Detection of the non-uniformity of junction temperature in large light-emitting diode using an improved forward voltage method

Abstract

Large size light-emitting diodes (LED) are frequently used in the application that requires high luminous intensity. Among diverse types of LED chips, the wire-bonding LED chip has become the most common type for its simple and mature manufacturing processes. For the commercial product manufacturing, chip bonding is one of the most critical procedures. Conventional chip bonding uses adhesive filled with thermal conductive particles. As the size of the LED chips is being enlarged, it becomes much more challenging to achieve perfect bonding. Defects may often occur in the bonding layer in practical manufacturing. Previous studies have revealed that defects inside the bonding layer will block the heat flow from the LED junction to the carrier and create non-uniform junction temperature distribution.
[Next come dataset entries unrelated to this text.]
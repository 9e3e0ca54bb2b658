//! Persistence implementations for file-based storage.

mod file_token_storage;

pub use file_token_storage::{CREDENTIALS_FILE, FileTokenStorage};
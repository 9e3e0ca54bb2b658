//! Infrastructure adapters

mod reqwest_transport;

pub use reqwest_transport::ReqwestTransport;
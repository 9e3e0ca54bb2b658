//! Login, registration and logout against the backend.

use std::sync::Arc;

use futures::future::BoxFuture;
use lyceum_domain::{ApiError, AuthResponse, LoginRequest, RegisterRequest, User};

use crate::client::ApiClient;
use crate::ports::{HttpTransport, SessionHandle};

/// Login endpoint.
pub const LOGIN_ENDPOINT: &str = "/auth/login";
/// Registration endpoint.
pub const REGISTER_ENDPOINT: &str = "/auth/register";
/// Current-account endpoint.
pub const ME_ENDPOINT: &str = "/auth/me";

/// Stateful authentication service.
///
/// Holds no state of its own: credentials live in the client's token
/// storage, so several services built on the same client agree on who is
/// signed in.
pub struct AuthService<C: HttpTransport> {
    client: Arc<ApiClient<C>>,
}

impl<C: HttpTransport> AuthService<C> {
    /// Creates the service on top of a shared client.
    #[must_use]
    pub const fn new(client: Arc<ApiClient<C>>) -> Self {
        Self { client }
    }

    /// Signs in, stores the issued tokens and returns the account.
    ///
    /// # Errors
    ///
    /// Returns the backend's error, or a storage error if tokens cannot be saved.
    pub async fn login(&self, request: &LoginRequest) -> Result<User, ApiError> {
        let response: AuthResponse = self.client.post(LOGIN_ENDPOINT, request).await?;
        self.start_session(response).await
    }

    /// Creates an account, stores the issued tokens and returns it.
    ///
    /// # Errors
    ///
    /// Returns the backend's error, or a storage error if tokens cannot be saved.
    pub async fn register(&self, request: &RegisterRequest) -> Result<User, ApiError> {
        let response: AuthResponse = self.client.post(REGISTER_ENDPOINT, request).await?;
        self.start_session(response).await
    }

    /// Drops the local session. No request is made.
    ///
    /// # Errors
    ///
    /// Returns a storage error if tokens cannot be removed.
    pub async fn logout(&self) -> Result<(), ApiError> {
        self.client.clear_credentials().await?;
        tracing::info!("logged out");
        Ok(())
    }

    /// Fetches the signed-in account.
    ///
    /// # Errors
    ///
    /// Returns the backend's error; a 401 also ends the session.
    pub async fn current_user(&self) -> Result<User, ApiError> {
        self.client.get(ME_ENDPOINT).await
    }

    /// Returns true while an access token is stored.
    ///
    /// # Errors
    ///
    /// Returns a storage error if tokens cannot be read.
    pub async fn is_authenticated(&self) -> Result<bool, ApiError> {
        Ok(self.client.credentials().await?.is_some())
    }

    async fn start_session(&self, response: AuthResponse) -> Result<User, ApiError> {
        self.client.store_credentials(&response.credentials()).await?;
        tracing::info!(user_id = response.user.id, role = ?response.user.role, "signed in");
        Ok(response.user)
    }
}

impl<C: HttpTransport> SessionHandle for AuthService<C> {
    fn logout(&self) -> BoxFuture<'_, ()> {
        Box::pin(async move {
            if let Err(error) = self.client.clear_credentials().await {
                tracing::warn!(error = %error, "logout after 401 failed");
            }
        })
    }
}
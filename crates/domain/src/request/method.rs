//! HTTP Method enumeration

use serde::{Deserialize, Serialize};
use std::fmt;
use std::str::FromStr;

use crate::error::{DomainError, DomainResult};

/// HTTP methods spoken by the REST backend.
#[derive(Debug, Clone, Copy, PartialEq, Eq, Hash, Serialize, Deserialize, Default)]
#[serde(rename_all = "UPPERCASE")]
pub enum HttpMethod {
    /// HTTP GET method
    #[default]
    Get,
    /// HTTP POST method
    Post,
    /// HTTP PUT method
    Put,
    /// HTTP PATCH method
    Patch,
    /// HTTP DELETE method
    Delete,
}

impl HttpMethod {
    /// Returns all available HTTP methods.
    #[must_use]
    pub const fn all() -> &'static [Self] {
        &[Self::Get, Self::Post, Self::Put, Self::Patch, Self::Delete]
    }

    /// Returns whether this method typically has a request body.
    #[must_use]
    pub const fn has_body(self) -> bool {
        matches!(self, Self::Post | Self::Put | Self::Patch)
    }

    /// Returns the method as a static string.
    #[must_use]
    pub const fn as_str(self) -> &'static str {
        match self {
            Self::Get => "GET",
            Self::Post => "POST",
            Self::Put => "PUT",
            Self::Patch => "PATCH",
            Self::Delete => "DELETE",
        }
    }
}

impl fmt::Display for HttpMethod {
    fn fmt(&self, f: &mut fmt::Formatter<'_>) -> fmt::Result {
        f.write_str(self.as_str())
    }
}

impl FromStr for HttpMethod {
    type Err = DomainError;

    fn from_str(s: &str) -> DomainResult<Self> {
        Self::all()
            .iter()
            .copied()
            .find(|method| method.as_str().eq_ignore_ascii_case(s))
            .ok_or_else(|| DomainError::UnsupportedMethod(s.to_string()))
    }
}
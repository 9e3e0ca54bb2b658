//! HTTP transport implementation using reqwest.
//!
//! This adapter implements the `HttpTransport` port with the reqwest
//! library. It performs exactly one exchange per call; retries, auth and
//! error normalization happen in the API client.

use lyceum_application::ports::{
    HttpTransport, TransportError, TransportRequest, TransportResponse,
};
use lyceum_domain::HttpMethod;
use reqwest::{Client, Method, Url};

/// Redirects followed before giving up.
const MAX_REDIRECTS: usize = 10;

/// HTTP transport backed by `reqwest::Client`.
///
/// Cloning is cheap: clones share the connection pool.
#[derive(Debug, Clone)]
pub struct ReqwestTransport {
    client: Client,
}

impl ReqwestTransport {
    /// Creates a transport with default settings.
    ///
    /// Default configuration:
    /// - No request timeout
    /// - Follow redirects: up to 10
    /// - TLS verification: enabled
    /// - User-Agent: "lyceum/<version>"
    ///
    /// # Errors
    ///
    /// Returns an error if the client cannot be created.
    pub fn new() -> Result<Self, TransportError> {
        let client = Client::builder()
            .user_agent(concat!("lyceum/", env!("CARGO_PKG_VERSION")))
            .redirect(reqwest::redirect::Policy::limited(MAX_REDIRECTS))
            .build()
            .map_err(|e| TransportError::Other(e.to_string()))?;

        Ok(Self { client })
    }

    /// Creates a transport around a custom reqwest client.
    #[must_use]
    pub const fn with_client(client: Client) -> Self {
        Self { client }
    }

    /// Converts domain `HttpMethod` to reqwest `Method`.
    const fn to_reqwest_method(method: HttpMethod) -> Method {
        match method {
            HttpMethod::Get => Method::GET,
            HttpMethod::Post => Method::POST,
            HttpMethod::Put => Method::PUT,
            HttpMethod::Patch => Method::PATCH,
            HttpMethod::Delete => Method::DELETE,
        }
    }

    fn host_of(error: &reqwest::Error) -> String {
        error
            .url()
            .and_then(Url::host_str)
            .unwrap_or("unknown")
            .to_string()
    }

    /// Maps reqwest errors to `TransportError`.
    fn map_error(error: &reqwest::Error) -> TransportError {
        if error.is_connect() {
            let message = error.to_string();
            let lowered = message.to_lowercase();
            if lowered.contains("dns") || lowered.contains("resolve") {
                return TransportError::DnsError {
                    host: Self::host_of(error),
                    message,
                };
            }
            if lowered.contains("refused") {
                return TransportError::ConnectionRefused {
                    host: Self::host_of(error),
                    port: error
                        .url()
                        .and_then(Url::port_or_known_default)
                        .unwrap_or(80),
                };
            }
            return TransportError::ConnectionFailed(message);
        }

        if error.is_body() || error.is_decode() {
            return TransportError::Body(error.to_string());
        }

        TransportError::Other(error.to_string())
    }
}

impl HttpTransport for ReqwestTransport {
    async fn send(&self, request: TransportRequest) -> Result<TransportResponse, TransportError> {
        let url = Url::parse(&request.url)
            .map_err(|e| TransportError::InvalidUrl(format!("{e}: {}", request.url)))?;

        let mut builder = self
            .client
            .request(Self::to_reqwest_method(request.method), url);
        for (name, value) in &request.headers {
            builder = builder.header(name, value);
        }
        if let Some(body) = request.body {
            builder = builder.body(body);
        }

        let response = builder.send().await.map_err(|e| Self::map_error(&e))?;
        let status = response.status().as_u16();
        let headers = response
            .headers()
            .iter()
            .map(|(k, v)| (k.to_string(), v.to_str().unwrap_or("<binary>").to_string()))
            .collect();
        let body = response
            .bytes()
            .await
            .map_err(|e| TransportError::Body(e.to_string()))?
            .to_vec();

        Ok(TransportResponse {
            status,
            headers,
            body,
        })
    }
}
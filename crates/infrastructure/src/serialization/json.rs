//! JSON serialization helpers for deterministic output.

use lyceum_application::ports::StorageError;
use serde::Serialize;
use serde::de::DeserializeOwned;
use serde_json::ser::{PrettyFormatter, Serializer};

/// Error type for serialization operations.
#[derive(Debug, thiserror::Error)]
pub enum SerializationError {
    /// JSON serialization failed.
    #[error("JSON serialization failed: {0}")]
    Serialize(#[from] serde_json::Error),

    /// JSON deserialization failed.
    #[error("JSON deserialization failed: {0}")]
    Deserialize(serde_json::Error),

    /// UTF-8 encoding error.
    #[error("UTF-8 encoding error: {0}")]
    Utf8(#[from] std::string::FromUtf8Error),
}

impl From<SerializationError> for StorageError {
    fn from(error: SerializationError) -> Self {
        Self::Serialization(error.to_string())
    }
}

/// Serializes a value to deterministic JSON.
///
/// Output format:
/// - 2-space indentation
/// - Trailing newline
/// - Keys sorted alphabetically (requires `BTreeMap` in source types)
///
/// # Errors
///
/// Returns an error if serialization fails.
pub fn to_json_stable<T: Serialize>(value: &T) -> Result<String, SerializationError> {
    let mut buffer = Vec::new();
    let formatter = PrettyFormatter::with_indent(b"  ");
    let mut serializer = Serializer::with_formatter(&mut buffer, formatter);
    value.serialize(&mut serializer)?;

    let mut json = String::from_utf8(buffer)?;
    json.push('\n');
    Ok(json)
}

/// Serializes a value to deterministic JSON bytes.
///
/// # Errors
///
/// Returns an error if serialization fails.
pub fn to_json_stable_bytes<T: Serialize>(value: &T) -> Result<Vec<u8>, SerializationError> {
    Ok(to_json_stable(value)?.into_bytes())
}

/// Deserializes JSON from bytes.
///
/// # Errors
///
/// Returns an error if the JSON is invalid or doesn't match the expected type.
pub fn from_json_bytes<T: DeserializeOwned>(bytes: &[u8]) -> Result<T, SerializationError> {
    serde_json::from_slice(bytes).map_err(SerializationError::Deserialize)
}
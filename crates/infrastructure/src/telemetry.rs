//! Tracing bootstrap.

use tracing_subscriber::{EnvFilter, layer::SubscriberExt, util::SubscriberInitExt};

/// Filter used when neither `RUST_LOG` nor a configured level is set.
pub const DEFAULT_LOG_LEVEL: &str = "info";

/// Installs the global subscriber: formatted output filtered by `RUST_LOG`,
/// falling back to `default_level`.
///
/// Returns false if a subscriber was already installed.
pub fn init(default_level: &str) -> bool {
    tracing_subscriber::registry()
        .with(EnvFilter::try_from_default_env().unwrap_or_else(|_| filter_for(default_level)))
        .with(tracing_subscriber::fmt::layer())
        .try_init()
        .is_ok()
}

fn filter_for(level: &str) -> EnvFilter {
    EnvFilter::try_new(level).unwrap_or_else(|_| EnvFilter::new(DEFAULT_LOG_LEVEL))
}
//! Transient-failure retry with exponential backoff.

use std::future::Future;
use std::time::Duration;

use lyceum_domain::ApiError;

use crate::config::{DEFAULT_MAX_ATTEMPTS, DEFAULT_RETRY_BASE_DELAY_MS};

/// Retry policy for network and 5xx failures.
///
/// After failed attempt `i` (zero-based) the policy waits
/// `2^i * base_delay` before the next one, as long as attempts remain.
/// 4xx responses and locally raised errors are returned immediately.
#[derive(Debug, Clone, Copy, PartialEq, Eq)]
pub struct RetryPolicy {
    max_attempts: u32,
    base_delay: Duration,
}

impl Default for RetryPolicy {
    fn default() -> Self {
        Self::new(
            DEFAULT_MAX_ATTEMPTS,
            Duration::from_millis(DEFAULT_RETRY_BASE_DELAY_MS),
        )
    }
}

impl RetryPolicy {
    /// Creates a policy. `max_attempts` counts the first attempt; zero is treated as one.
    #[must_use]
    pub const fn new(max_attempts: u32, base_delay: Duration) -> Self {
        Self {
            max_attempts: if max_attempts == 0 { 1 } else { max_attempts },
            base_delay,
        }
    }

    /// A policy that never retries.
    #[must_use]
    pub const fn none() -> Self {
        Self::new(1, Duration::ZERO)
    }

    /// Total attempts, including the first one.
    #[must_use]
    pub const fn max_attempts(&self) -> u32 {
        self.max_attempts
    }

    /// Wait after failed attempt `attempt` (zero-based).
    #[must_use]
    pub fn delay_for(&self, attempt: u32) -> Duration {
        self.base_delay.saturating_mul(2u32.saturating_pow(attempt))
    }

    /// Runs `operation` until it succeeds, fails permanently, or attempts run out.
    ///
    /// The closure receives the zero-based attempt number.
    ///
    /// # Errors
    ///
    /// Returns the last error produced by `operation`.
    pub async fn run<T, F, Fut>(&self, mut operation: F) -> Result<T, ApiError>
    where
        F: FnMut(u32) -> Fut,
        Fut: Future<Output = Result<T, ApiError>>,
    {
        let mut attempt = 0;
        loop {
            match operation(attempt).await {
                Ok(value) => return Ok(value),
                Err(error) if error.is_retryable() && attempt + 1 < self.max_attempts => {
                    let delay = self.delay_for(attempt);
                    tracing::warn!(
                        attempt = attempt + 1,
                        max_attempts = self.max_attempts,
                        delay_ms = u64::try_from(delay.as_millis()).unwrap_or(u64::MAX),
                        status = error.status(),
                        error = %error,
                        "transient failure, retrying"
                    );
                    tokio::time::sleep(delay).await;
                    attempt += 1;
                }
                Err(error) => return Err(error),
            }
        }
    }
}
The ordinary method to measure the junction temperature is the forward voltage method which uses the negative forward voltage-junction temperature characteristic of LEDs. Nevertheless, this standard method could not offer any information about the non-uniformity of junction temperature. As it is well understood that the junction temperature is critical to the performance of an LED device, it is necessary to find out a method to evaluate this non-uniform junction temperature phenomenon. In this study, we prepared several custom-made LED samples with artificial bonding defects to generate non-uniform junction temperature. An improved forward voltage method was developed to detect the junction temperature non-uniformity. The introduced method was experimentally validated.